Bellator is a genus of marine ray-finned fishes belonging to the family Triglidae, one of two genera belonging to the subfamily Prionotinae, the sea robins. These fishes are found in the Western Atlantic Ocean and eastern Pacific Ocean, in the waters off both North and South America.

==Taxonomy==
Bellator was first described as a genus in 1896 by the American ichthyologists David Starr Jordan and Barton Warren Evermann, withPrionotus militaris, which had been described earlier in 1896 by George Brown Goode and Tarleton Hoffman Bean from off Cape Catoche in Yucatán, Mexico, designated as its type species and also being its only species. The genus is one of 2 genera classified within the subfamily Prionotinae, the sea robins, in the gurnards family Triglidae. The genus name Bellator means "warrior", reflecting the specific name of the type species, which means "like a soldier", and is thought to be a reference to the elongate first two spines in the dorsal fin.

==Species==
Eight species in this genus are recognized:
- Bellator brachychir (Regan, 1914) (shortfin sea robin)
- Bellator egretta (Goode & T.H. Bean, 1896) (streamer sea robin)
- Bellator farrago Richards & McCosker, 1998 (Medley searobin)
- Bellator gymnostethus (C. H. Gilbert, 1892) (naked-belly sea robin)
- Bellator loxias (D.S. Jordan, 1897) (barred sea robin)
- Bellator militaris (Goode & T.H. Bean, 1896) (horned sea robin)
- Bellator ribeiroi G. C. Miller, 1965 (Caribbean searobin)
- Bellator xenisma D. S. Jordan & Bollman, 1890 (splitnose sea robin)

==Characteristics==
Bellator sea robina are characterised by a large, rather square-shaped bony head which bears a number of ridges and spines and has a thin intraorbital space. They may have a terminal or slightly inferior mouth with simple teeth on their jaws and on the roof of the mouth. They have two separate dorsal fins, typically containing 11 spines and 11 soft rays. The main part of the pectoral fins are short with 12 rays and extend to the origin of anal fin and it has the 3 lowermost rays at free and separate from main fin. There are rough scales on the body except that the nape and upper rear flap of the operculum have no scales.

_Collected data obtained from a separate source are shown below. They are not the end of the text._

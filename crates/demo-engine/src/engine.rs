// ============================================================================
// Demo Engine - In-Memory Engine
// File: crates/demo-engine/src/engine.rs
// ============================================================================

use parking_lot::{Mutex, RwLock};
use std::collections::{BTreeSet, HashMap};
use std::sync::Arc;
use tracing::info;
use uuid::Uuid;

use demo_core::delegates::{
    ArchiveInvoiceDelegate, Delegate, NotifyCreditorDelegate, ARCHIVE_INVOICE_DELEGATE,
    NOTIFY_CREDITOR_DELEGATE,
};
use demo_core::domain::{
    Authorization, Comment, Filter, Group, Membership, ProcessDefinition, ProcessInstance, Task,
    TaskOperationEntry, User,
};
use demo_core::services::EngineServices;
use demo_core::{DomainError, EngineClock};
use demo_security::{PasswordCost, PasswordService};

use crate::metrics::MetricsState;

/// Everything the engine stores. Guarded by a single lock that is never held
/// across an `.await`.
#[derive(Default)]
pub(crate) struct EngineState {
    pub users: HashMap<String, User>,
    pub groups: HashMap<String, Group>,
    pub memberships: BTreeSet<Membership>,
    pub authorizations: Vec<Authorization>,
    pub filters: Vec<Filter>,
    pub definitions: Vec<ProcessDefinition>,
    pub instances: HashMap<Uuid, ProcessInstance>,
    /// Open tasks, in creation order.
    pub tasks: Vec<Task>,
    pub comments: Vec<Comment>,
    pub operations: Vec<TaskOperationEntry>,
}

pub struct InMemoryEngine {
    pub(crate) state: RwLock<EngineState>,
    pub(crate) metrics: Mutex<MetricsState>,
    pub(crate) clock: Arc<EngineClock>,
    pub(crate) passwords: PasswordService,
    pub(crate) delegates: HashMap<String, Arc<dyn Delegate>>,
    pub(crate) read_only_identity: bool,
}

impl InMemoryEngine {
    pub fn builder() -> InMemoryEngineBuilder {
        InMemoryEngineBuilder::default()
    }

    pub fn clock(&self) -> Arc<EngineClock> {
        self.clock.clone()
    }

    /// Port handles backed by this engine.
    pub fn services(self: &Arc<Self>) -> EngineServices {
        EngineServices {
            identity: self.clone(),
            authorizations: self.clone(),
            filters: self.clone(),
            tasks: self.clone(),
            runtime: self.clone(),
            repository: self.clone(),
            metrics: self.clone(),
            clock: self.clock.clone(),
        }
    }

    pub(crate) fn delegate(&self, name: &str) -> Result<Arc<dyn Delegate>, DomainError> {
        self.delegates
            .get(name)
            .cloned()
            .ok_or_else(|| DomainError::DelegateFailed(format!("no delegate registered as '{}'", name)))
    }

    /// Number of stored authorizations. Test helper for write accounting.
    pub fn authorization_count(&self) -> usize {
        self.state.read().authorizations.len()
    }

    pub fn user_count(&self) -> usize {
        self.state.read().users.len()
    }

    pub fn group_count(&self) -> usize {
        self.state.read().groups.len()
    }
}

#[derive(Default)]
pub struct InMemoryEngineBuilder {
    clock: Option<Arc<EngineClock>>,
    read_only_identity: bool,
    password_cost: PasswordCost,
    delegates: HashMap<String, Arc<dyn Delegate>>,
}

impl InMemoryEngineBuilder {
    pub fn clock(mut self, clock: Arc<EngineClock>) -> Self {
        self.clock = Some(clock);
        self
    }

    /// Rejects every identity write, like an LDAP-backed provider.
    pub fn read_only_identity(mut self, read_only: bool) -> Self {
        self.read_only_identity = read_only;
        self
    }

    pub fn password_cost(mut self, cost: PasswordCost) -> Self {
        self.password_cost = cost;
        self
    }

    pub fn delegate(mut self, name: &str, delegate: impl Delegate + 'static) -> Self {
        self.delegates.insert(name.to_string(), Arc::new(delegate));
        self
    }

    /// Registers the delegates the invoice process binds to.
    pub fn invoice_delegates(self) -> Self {
        self.delegate(ARCHIVE_INVOICE_DELEGATE, ArchiveInvoiceDelegate)
            .delegate(NOTIFY_CREDITOR_DELEGATE, NotifyCreditorDelegate)
    }

    pub fn build(self) -> Result<Arc<InMemoryEngine>, DomainError> {
        let passwords = PasswordService::new(self.password_cost)
            .map_err(|e| DomainError::PasswordHashError(e.to_string()))?;

        info!(
            delegates = self.delegates.len(),
            read_only_identity = self.read_only_identity,
            "In-memory engine created"
        );

        Ok(Arc::new(InMemoryEngine {
            state: RwLock::new(EngineState::default()),
            metrics: Mutex::new(MetricsState::default()),
            clock: self.clock.unwrap_or_default(),
            passwords,
            delegates: self.delegates,
            read_only_identity: self.read_only_identity,
        }))
    }
}
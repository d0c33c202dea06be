use axum::{routing::get, Router};
use tower_http::{cors::CorsLayer, trace::TraceLayer};

use crate::handlers::{filters, health};
use crate::state::AppState;

pub fn router(state: AppState) -> Router {
    Router::new()
        // Health check
        .route("/health", get(health::health_check))
        // Task-list filters
        .route("/api/v1/filters", get(filters::list_filters))
        .route("/api/v1/filters/{id}/tasks", get(filters::filter_tasks))
        .with_state(state)
        .layer(TraceLayer::new_for_http())
        .layer(CorsLayer::permissive())
}
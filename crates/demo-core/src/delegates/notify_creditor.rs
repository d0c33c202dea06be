use tracing::info;

use super::{Delegate, DelegateExecution};
use crate::error::DomainError;

/// Stands in for telling the creditor that an invoice was rejected.
pub struct NotifyCreditorDelegate;

impl Delegate for NotifyCreditorDelegate {
    fn execute(&self, execution: &DelegateExecution<'_>) -> Result<(), DomainError> {
        let creditor = execution
            .variable("creditor")
            .map(|v| v.to_string())
            .unwrap_or_else(|| "<unknown>".to_string());
        info!(
            process_instance_id = %execution.process_instance_id,
            activity = execution.activity_id,
            "\n\n  ... Now notifying creditor {}\n\n",
            creditor
        );
        Ok(())
    }
}
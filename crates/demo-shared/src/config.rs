//! Configuration management

use config::{builder::DefaultState, Config, ConfigBuilder, ConfigError, Environment, File};
use serde::Deserialize;

use crate::constants::{
    DEFAULT_APP_NAME, DEFAULT_HOST, DEFAULT_INVOICE_DOCUMENT, DEFAULT_METRICS_REPORTER_ID,
    DEFAULT_PORT, DEFAULT_PROCESS_KEY,
};

#[derive(Debug, Deserialize, Clone)]
pub struct AppConfig {
    pub app: AppSettings,
    pub seed: SeedSettings,
    pub demo: DemoSettings,
}

#[derive(Debug, Deserialize, Clone)]
pub struct AppSettings {
    pub env: String,
    pub host: String,
    pub port: u16,
    pub name: String,
}

/// Controls the demo environment seeder.
#[derive(Debug, Deserialize, Clone)]
pub struct SeedSettings {
    pub enabled: bool,
    /// Run every provisioning step even when the sentinel user exists.
    pub reconcile: bool,
    /// Simulates an identity provider that rejects writes (LDAP and the like).
    pub read_only_identity: bool,
}

#[derive(Debug, Deserialize, Clone)]
pub struct DemoSettings {
    pub process_key: String,
    pub invoice_document: String,
    pub reporter_id: String,
    pub start_instances: bool,
}

impl AppConfig {
    pub fn load() -> Result<Self, ConfigError> {
        let env = std::env::var("APP_ENV").unwrap_or_else(|_| "development".into());
        Self::with_defaults()?
            .add_source(File::with_name("config/default").required(false))
            .add_source(File::with_name(&format!("config/{}", env)).required(false))
            .add_source(Environment::default().separator("__").try_parsing(true))
            .build()?
            .try_deserialize()
    }

    /// Configuration made of built-in defaults only.
    pub fn defaults() -> Result<Self, ConfigError> {
        Self::with_defaults()?.build()?.try_deserialize()
    }

    fn with_defaults() -> Result<ConfigBuilder<DefaultState>, ConfigError> {
        Config::builder()
            .set_default("app.env", "development")?
            .set_default("app.host", DEFAULT_HOST)?
            .set_default("app.port", i64::from(DEFAULT_PORT))?
            .set_default("app.name", DEFAULT_APP_NAME)?
            .set_default("seed.enabled", true)?
            .set_default("seed.reconcile", false)?
            .set_default("seed.read_only_identity", false)?
            .set_default("demo.process_key", DEFAULT_PROCESS_KEY)?
            .set_default("demo.invoice_document", DEFAULT_INVOICE_DOCUMENT)?
            .set_default("demo.reporter_id", DEFAULT_METRICS_REPORTER_ID)?
            .set_default("demo.start_instances", true)
    }
}
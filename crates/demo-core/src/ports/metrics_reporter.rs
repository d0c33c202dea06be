//! Engine metrics reporter trait (port)

use async_trait::async_trait;
use crate::error::DomainError;

#[cfg_attr(test, mockall::automock)]
#[async_trait]
pub trait MetricsReporter: Send + Sync {
    fn activate(&self, reporter_id: &str);
    fn deactivate(&self);
    fn is_active(&self) -> bool;

    /// Flushes the counters collected since the last report. No-op while inactive.
    async fn report_now(&self) -> Result<(), DomainError>;
}
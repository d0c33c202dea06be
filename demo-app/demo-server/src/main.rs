use std::net::SocketAddr;
use tracing::{error, info};

use demo_api::{router, AppState};
use demo_security::PasswordCost;
use demo_shared::config::AppConfig;

mod startup;

#[tokio::main]
async fn main() -> anyhow::Result<()> {
    // Load .env
    dotenvy::dotenv().ok();

    // Initialize telemetry
    let _telemetry = demo_shared::telemetry::init_telemetry();

    info!("Invoice demo starting...");

    // Load configuration
    let config = match AppConfig::load() {
        Ok(c) => c,
        Err(e) => {
            error!("Failed to load configuration: {}", e);
            std::process::exit(1);
        }
    };

    // Engine with the invoice delegates registered
    let engine = startup::build_engine(&config, PasswordCost::Standard)?;
    let services = engine.services();

    let definitions = startup::deploy(&services).await?;
    info!("Deployed {} invoice process versions", definitions.len());

    startup::post_deploy(&services, &config).await?;

    let app = router(AppState {
        services,
        config: config.clone(),
    });

    // Bind address
    let host: std::net::IpAddr = config.app.host.parse()?;
    let addr = SocketAddr::from((host, config.app.port));
    info!("Listening on {}", addr);

    // Start server
    let listener = tokio::net::TcpListener::bind(addr).await?;
    axum::serve(listener, app).await?;

    Ok(())
}
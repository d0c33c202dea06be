//! # Demo Shared
//!
//! Configuration, telemetry, constants and the application error shared by
//! the invoice demo crates.

pub mod constants;
pub mod telemetry;
pub mod config;
pub mod error;

pub use config::AppConfig;
pub use error::AppError;
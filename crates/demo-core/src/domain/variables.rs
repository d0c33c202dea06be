//! Typed process variables

use serde::{Deserialize, Serialize};
use std::collections::BTreeMap;

/// A file attached to a process instance.
#[derive(Debug, Clone, PartialEq, Serialize, Deserialize)]
pub struct FileValue {
    pub filename: String,
    pub mime_type: String,
    #[serde(skip)]
    pub content: Vec<u8>,
}

impl FileValue {
    pub fn new(filename: impl Into<String>, mime_type: impl Into<String>, content: Vec<u8>) -> Self {
        Self {
            filename: filename.into(),
            mime_type: mime_type.into(),
            content,
        }
    }

    pub fn size(&self) -> usize {
        self.content.len()
    }
}

#[derive(Debug, Clone, PartialEq, Serialize, Deserialize)]
#[serde(tag = "type", content = "value", rename_all = "lowercase")]
pub enum VariableValue {
    String(String),
    Double(f64),
    Integer(i64),
    Boolean(bool),
    File(FileValue),
}

impl VariableValue {
    pub fn type_name(&self) -> &'static str {
        match self {
            VariableValue::String(_) => "String",
            VariableValue::Double(_) => "Double",
            VariableValue::Integer(_) => "Integer",
            VariableValue::Boolean(_) => "Boolean",
            VariableValue::File(_) => "File",
        }
    }
}

impl std::fmt::Display for VariableValue {
    fn fmt(&self, f: &mut std::fmt::Formatter<'_>) -> std::fmt::Result {
        match self {
            VariableValue::String(s) => write!(f, "{}", s),
            VariableValue::Double(d) => write!(f, "{}", d),
            VariableValue::Integer(i) => write!(f, "{}", i),
            VariableValue::Boolean(b) => write!(f, "{}", b),
            VariableValue::File(file) => write!(f, "{}", file.filename),
        }
    }
}

impl From<&str> for VariableValue {
    fn from(value: &str) -> Self {
        VariableValue::String(value.to_string())
    }
}

impl From<String> for VariableValue {
    fn from(value: String) -> Self {
        VariableValue::String(value)
    }
}

impl From<f64> for VariableValue {
    fn from(value: f64) -> Self {
        VariableValue::Double(value)
    }
}

impl From<i64> for VariableValue {
    fn from(value: i64) -> Self {
        VariableValue::Integer(value)
    }
}

impl From<bool> for VariableValue {
    fn from(value: bool) -> Self {
        VariableValue::Boolean(value)
    }
}

impl From<FileValue> for VariableValue {
    fn from(value: FileValue) -> Self {
        VariableValue::File(value)
    }
}

/// Variable map of a process instance or of a task completion.
#[derive(Debug, Clone, Default, PartialEq, Serialize, Deserialize)]
#[serde(transparent)]
pub struct Variables(BTreeMap<String, VariableValue>);

impl Variables {
    pub fn new() -> Self {
        Self::default()
    }

    /// Chainable insert.
    pub fn put(mut self, name: impl Into<String>, value: impl Into<VariableValue>) -> Self {
        self.0.insert(name.into(), value.into());
        self
    }

    pub fn set(&mut self, name: impl Into<String>, value: impl Into<VariableValue>) {
        self.0.insert(name.into(), value.into());
    }

    pub fn get(&self, name: &str) -> Option<&VariableValue> {
        self.0.get(name)
    }

    pub fn get_str(&self, name: &str) -> Option<&str> {
        match self.0.get(name) {
            Some(VariableValue::String(s)) => Some(s),
            _ => None,
        }
    }

    pub fn get_bool(&self, name: &str) -> Option<bool> {
        match self.0.get(name) {
            Some(VariableValue::Boolean(b)) => Some(*b),
            _ => None,
        }
    }

    pub fn get_f64(&self, name: &str) -> Option<f64> {
        match self.0.get(name) {
            Some(VariableValue::Double(d)) => Some(*d),
            _ => None,
        }
    }

    pub fn get_file(&self, name: &str) -> Option<&FileValue> {
        match self.0.get(name) {
            Some(VariableValue::File(file)) => Some(file),
            _ => None,
        }
    }

    /// Later values win.
    pub fn merge(&mut self, other: Variables) {
        self.0.extend(other.0);
    }

    pub fn contains(&self, name: &str) -> bool {
        self.0.contains_key(name)
    }

    pub fn len(&self) -> usize {
        self.0.len()
    }

    pub fn is_empty(&self) -> bool {
        self.0.is_empty()
    }

    pub fn iter(&self) -> impl Iterator<Item = (&String, &VariableValue)> {
        self.0.iter()
    }
}
// ============================================================================
// Demo Core - Invoice Instance Starter
// File: crates/demo-core/src/services/invoice_starter.rs
// Description: Starts the scripted invoice instances of the demo environment
// ============================================================================

use chrono::Duration;
use std::sync::Arc;
use tracing::info;
use uuid::Uuid;

use crate::clock::EngineClock;
use crate::domain::{ProcessDefinition, ProcessInstance, Task, Variables};
use crate::error::DomainError;
use crate::invoice::InvoiceDocument;
use crate::ports::{MetricsReporter, RepositoryService, RuntimeService, TaskService};
use crate::services::sample_data::{demo_admin_authentication, DEMO_USER_ID};
use crate::services::EngineServices;

pub const MISSING_AMOUNT_COMMENT: &str =
    "I cannot approve this invoice: the amount is missing.\n\n Could you please provide the amount?";

/// Canned invoice data: creditor, amount, category, number.
struct InvoiceFixture {
    creditor: &'static str,
    amount: f64,
    category: &'static str,
    number: &'static str,
}

const GREAT_PIZZA: InvoiceFixture = InvoiceFixture {
    creditor: "Great Pizza for Everyone Inc.",
    amount: 30.0,
    category: "Travel Expenses",
    number: "GPFE-23232323",
};

const BOBBYS_OFFICE_SUPPLIES: InvoiceFixture = InvoiceFixture {
    creditor: "Bobby's Office Supplies",
    amount: 900.0,
    category: "Misc",
    number: "BOS-43934",
};

const PAPA_STEVES: InvoiceFixture = InvoiceFixture {
    creditor: "Papa Steve's all you can eat",
    amount: 10.99,
    category: "Travel Expenses",
    number: "PSACE-5342",
};

#[derive(Debug, Clone, PartialEq, Eq)]
pub enum StartOutcome {
    /// Instances of the definition were already running; none were started.
    AlreadyRunning { definition_id: String, running: u64 },
    Started { definition_id: String, instance_ids: Vec<Uuid> },
}

pub struct InvoiceInstanceStarter {
    repository: Arc<dyn RepositoryService>,
    runtime: Arc<dyn RuntimeService>,
    tasks: Arc<dyn TaskService>,
    metrics: Arc<dyn MetricsReporter>,
    clock: Arc<EngineClock>,
    document: InvoiceDocument,
}

impl InvoiceInstanceStarter {
    pub fn new(
        repository: Arc<dyn RepositoryService>,
        runtime: Arc<dyn RuntimeService>,
        tasks: Arc<dyn TaskService>,
        metrics: Arc<dyn MetricsReporter>,
        clock: Arc<EngineClock>,
        document: InvoiceDocument,
    ) -> Self {
        Self {
            repository,
            runtime,
            tasks,
            metrics,
            clock,
            document,
        }
    }

    pub fn from_services(services: &EngineServices, document: InvoiceDocument) -> Self {
        Self::new(
            services.repository.clone(),
            services.runtime.clone(),
            services.tasks.clone(),
            services.metrics.clone(),
            services.clock.clone(),
            document,
        )
    }

    /// Starts the three demo invoices on `key` at `version`, or the latest
    /// version when `None`. Does nothing while any instance of that
    /// definition is still running.
    pub async fn start_instances(&self, key: &str, version: Option<i32>) -> Result<StartOutcome, DomainError> {
        let definition = self
            .repository
            .find_definition(key, version)
            .await?
            .ok_or_else(|| DomainError::ProcessDefinitionNotFound {
                key: key.to_string(),
                version: version.map_or_else(|| "latest".to_string(), |v| v.to_string()),
            })?;

        let running = self.runtime.count_running_instances(&definition.id).await?;
        if running != 0 {
            info!(
                "No new instances of {} version {} started, there are {} instances running",
                definition.name, definition.version, running
            );
            return Ok(StartOutcome::AlreadyRunning {
                definition_id: definition.id,
                running,
            });
        }

        info!("Start 3 instances of {}, version {}", definition.name, definition.version);

        let instance_ids = vec![
            self.start_fresh(&definition).await?,
            self.start_approved(&definition).await?,
            self.start_missing_amount(&definition).await?,
        ];

        Ok(StartOutcome::Started {
            definition_id: definition.id,
            instance_ids,
        })
    }

    async fn start_fresh(&self, definition: &ProcessDefinition) -> Result<Uuid, DomainError> {
        let instance = self.start_invoice(definition, &GREAT_PIZZA).await?;
        self.metrics.report_now().await?;
        Ok(instance.id)
    }

    /// Started two weeks ago, approved by `demo` today.
    async fn start_approved(&self, definition: &ProcessDefinition) -> Result<Uuid, DomainError> {
        let now = self.clock.now();
        let clock = self.clock.travel_to(now - Duration::days(14));

        let instance = self.start_invoice(definition, &BOBBYS_OFFICE_SUPPLIES).await?;
        self.metrics.report_now().await?;

        clock.set(now);
        let authentication = demo_admin_authentication();
        let task = self.single_task(instance.id).await?;
        self.tasks.claim(task.id, DEMO_USER_ID, &authentication).await?;
        self.tasks
            .complete(task.id, Variables::new().put("approved", true), &authentication)
            .await?;
        self.metrics.report_now().await?;

        Ok(instance.id)
    }

    /// Started five days ago, rejected by `demo` today with a comment.
    async fn start_missing_amount(&self, definition: &ProcessDefinition) -> Result<Uuid, DomainError> {
        let now = self.clock.now();
        let clock = self.clock.travel_to(now - Duration::days(5));

        let instance = self.start_invoice(definition, &PAPA_STEVES).await?;
        self.metrics.report_now().await?;

        clock.set(now);
        let authentication = demo_admin_authentication();
        let task = self.single_task(instance.id).await?;
        self.tasks
            .create_comment(None, instance.id, MISSING_AMOUNT_COMMENT, &authentication)
            .await?;
        self.tasks
            .complete(task.id, Variables::new().put("approved", false), &authentication)
            .await?;
        self.metrics.report_now().await?;

        Ok(instance.id)
    }

    async fn start_invoice(
        &self,
        definition: &ProcessDefinition,
        fixture: &InvoiceFixture,
    ) -> Result<ProcessInstance, DomainError> {
        let variables = Variables::new()
            .put("creditor", fixture.creditor)
            .put("amount", fixture.amount)
            .put("invoiceCategory", fixture.category)
            .put("invoiceNumber", fixture.number)
            .put("invoiceDocument", self.document.to_file_value());
        self.runtime
            .start_process_instance_by_id(&definition.id, variables)
            .await
    }

    async fn single_task(&self, instance_id: Uuid) -> Result<Task, DomainError> {
        let mut tasks = self.tasks.tasks_for_instance(instance_id).await?;
        match tasks.len() {
            1 => Ok(tasks.remove(0)),
            0 => Err(DomainError::TaskNotFound(format!("no task for instance {}", instance_id))),
            n => Err(DomainError::InternalError(format!(
                "expected one task for instance {}, found {}",
                instance_id, n
            ))),
        }
    }
}

#[cfg(test)]
mod tests {
    use super::*;
    use crate::domain::{InstanceState, ProcessModel};
    use crate::ports::{MockMetricsReporter, MockRepositoryService, MockRuntimeService, MockTaskService};
    use chrono::Utc;
    use std::sync::atomic::{AtomicUsize, Ordering};

    fn definition() -> ProcessDefinition {
        ProcessDefinition {
            id: "invoice:2:abc".to_string(),
            key: "invoice".to_string(),
            name: "Invoice Receipt".to_string(),
            version: 2,
            model: ProcessModel {
                start: "approveInvoice".to_string(),
                activities: vec![],
            },
        }
    }

    fn running_instance(definition_id: &str, variables: Variables) -> ProcessInstance {
        ProcessInstance {
            id: Uuid::new_v4(),
            definition_id: definition_id.to_string(),
            definition_key: "invoice".to_string(),
            variables,
            state: InstanceState::Running,
            current_activity: Some("approveInvoice".to_string()),
            started_at: Utc::now(),
            ended_at: None,
        }
    }

    fn starter(
        repository: MockRepositoryService,
        runtime: MockRuntimeService,
        tasks: MockTaskService,
        metrics: MockMetricsReporter,
    ) -> InvoiceInstanceStarter {
        InvoiceInstanceStarter::new(
            Arc::new(repository),
            Arc::new(runtime),
            Arc::new(tasks),
            Arc::new(metrics),
            Arc::new(EngineClock::system()),
            InvoiceDocument::from_bytes(b"%PDF-1.4".to_vec()),
        )
    }

    #[tokio::test]
    async fn test_missing_definition() {
        let mut repository = MockRepositoryService::new();
        repository.expect_find_definition().returning(|_, _| Ok(None));

        let err = starter(
            repository,
            MockRuntimeService::new(),
            MockTaskService::new(),
            MockMetricsReporter::new(),
        )
        .start_instances("invoice", Some(7))
        .await
        .unwrap_err();

        assert_eq!(
            err,
            DomainError::ProcessDefinitionNotFound {
                key: "invoice".to_string(),
                version: "7".to_string()
            }
        );
    }

    #[tokio::test]
    async fn test_running_instances_block_start() {
        let mut repository = MockRepositoryService::new();
        repository.expect_find_definition().returning(|_, _| Ok(Some(definition())));
        let mut runtime = MockRuntimeService::new();
        runtime.expect_count_running_instances().returning(|_| Ok(3));
        runtime.expect_start_process_instance_by_id().never();

        let outcome = starter(repository, runtime, MockTaskService::new(), MockMetricsReporter::new())
            .start_instances("invoice", None)
            .await
            .unwrap();

        assert_eq!(
            outcome,
            StartOutcome::AlreadyRunning {
                definition_id: "invoice:2:abc".to_string(),
                running: 3
            }
        );
    }

    #[tokio::test]
    async fn test_scripted_run_reports_after_every_step() {
        let mut repository = MockRepositoryService::new();
        repository.expect_find_definition().returning(|_, _| Ok(Some(definition())));

        let mut runtime = MockRuntimeService::new();
        runtime.expect_count_running_instances().returning(|_| Ok(0));
        runtime
            .expect_start_process_instance_by_id()
            .times(3)
            .returning(|definition_id: &str, variables: Variables| {
                assert_eq!(variables.get_file("invoiceDocument").map(|f| f.filename.as_str()), Some("invoice.pdf"));
                Ok(running_instance(definition_id, variables))
            });

        let mut tasks = MockTaskService::new();
        tasks.expect_tasks_for_instance().times(2).returning(|instance_id| {
            Ok(vec![Task {
                id: Uuid::new_v4(),
                name: "Approve Invoice".to_string(),
                task_definition_key: "approveInvoice".to_string(),
                process_instance_id: instance_id,
                process_definition_id: "invoice:2:abc".to_string(),
                assignee: None,
                candidate_groups: vec!["accounting".to_string()],
                created_at: Utc::now(),
            }])
        });
        tasks
            .expect_claim()
            .withf(|_, user_id, authentication| {
                user_id.to_string() == DEMO_USER_ID && *authentication == demo_admin_authentication()
            })
            .times(1)
            .returning(|_, _, _| Ok(()));
        tasks
            .expect_complete()
            .withf(|_, _, authentication| *authentication == demo_admin_authentication())
            .times(2)
            .returning(|_, _, _| Ok(()));
        tasks
            .expect_create_comment()
            .withf(|task_id, _, message, _| task_id.is_none() && message.to_string() == MISSING_AMOUNT_COMMENT)
            .times(1)
            .returning(|task_id, instance_id, message: &str, authentication| {
                Ok(crate::domain::Comment {
                    id: Uuid::new_v4(),
                    task_id,
                    process_instance_id: instance_id,
                    user_id: authentication.user_id.clone(),
                    message: message.to_string(),
                    time: Utc::now(),
                })
            });

        let mut metrics = MockMetricsReporter::new();
        metrics.expect_report_now().times(5).returning(|| Ok(()));

        let starter = starter(repository, runtime, tasks, metrics);
        let outcome = starter.start_instances("invoice", None).await.unwrap();

        match outcome {
            StartOutcome::Started { instance_ids, .. } => assert_eq!(instance_ids.len(), 3),
            other => panic!("unexpected outcome {:?}", other),
        }
        assert!(!starter.clock.is_overridden());
    }

    #[tokio::test]
    async fn test_clock_restored_when_backdated_start_fails() {
        let mut repository = MockRepositoryService::new();
        repository.expect_find_definition().returning(|_, _| Ok(Some(definition())));
        let mut runtime = MockRuntimeService::new();
        runtime.expect_count_running_instances().returning(|_| Ok(0));
        let calls = AtomicUsize::new(0);
        runtime
            .expect_start_process_instance_by_id()
            .returning(move |definition_id: &str, variables: Variables| {
                // the second invoice is the first backdated one
                if calls.fetch_add(1, Ordering::SeqCst) == 1 {
                    return Err(DomainError::InternalError("engine down".to_string()));
                }
                Ok(running_instance(definition_id, variables))
            });
        let mut metrics = MockMetricsReporter::new();
        metrics.expect_report_now().times(1).returning(|| Ok(()));

        let starter = starter(repository, runtime, MockTaskService::new(), metrics);
        let err = starter.start_instances("invoice", None).await.unwrap_err();
        assert_eq!(err, DomainError::InternalError("engine down".to_string()));
        assert!(!starter.clock.is_overridden());
    }
}
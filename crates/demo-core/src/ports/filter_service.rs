//! Filter service trait (port)

use async_trait::async_trait;
use uuid::Uuid;
use crate::domain::{Authentication, Filter, Task};
use crate::error::DomainError;

#[cfg_attr(test, mockall::automock)]
#[async_trait]
pub trait FilterService: Send + Sync {
    /// Filter names are unique.
    async fn save_filter(&self, filter: Filter) -> Result<Filter, DomainError>;
    async fn find_filter(&self, filter_id: Uuid) -> Result<Option<Filter>, DomainError>;
    async fn find_filter_by_name(&self, name: &str) -> Result<Option<Filter>, DomainError>;

    /// All filters, lowest priority first.
    async fn list_filters(&self) -> Result<Vec<Filter>, DomainError>;

    /// Filters the caller owns or holds READ on, lowest priority first.
    async fn readable_filters(&self, authentication: &Authentication) -> Result<Vec<Filter>, DomainError>;

    /// Runs the filter's query for the caller.
    async fn filter_tasks(&self, filter_id: Uuid, authentication: &Authentication) -> Result<Vec<Task>, DomainError>;
}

The smallest species in the genus is B. ribeiroi which has a maximum published total length of 9.9 cm and the largest is B. egretta with a maximum published total length of 20 cm.

==Distribution and habitat==
Bellator sea robins are found in the tropical and temperate waters of the Western Atlantic and Eastern Pacific Oceans off both North and South America. They can be found from rocky shallow waters to significant depths.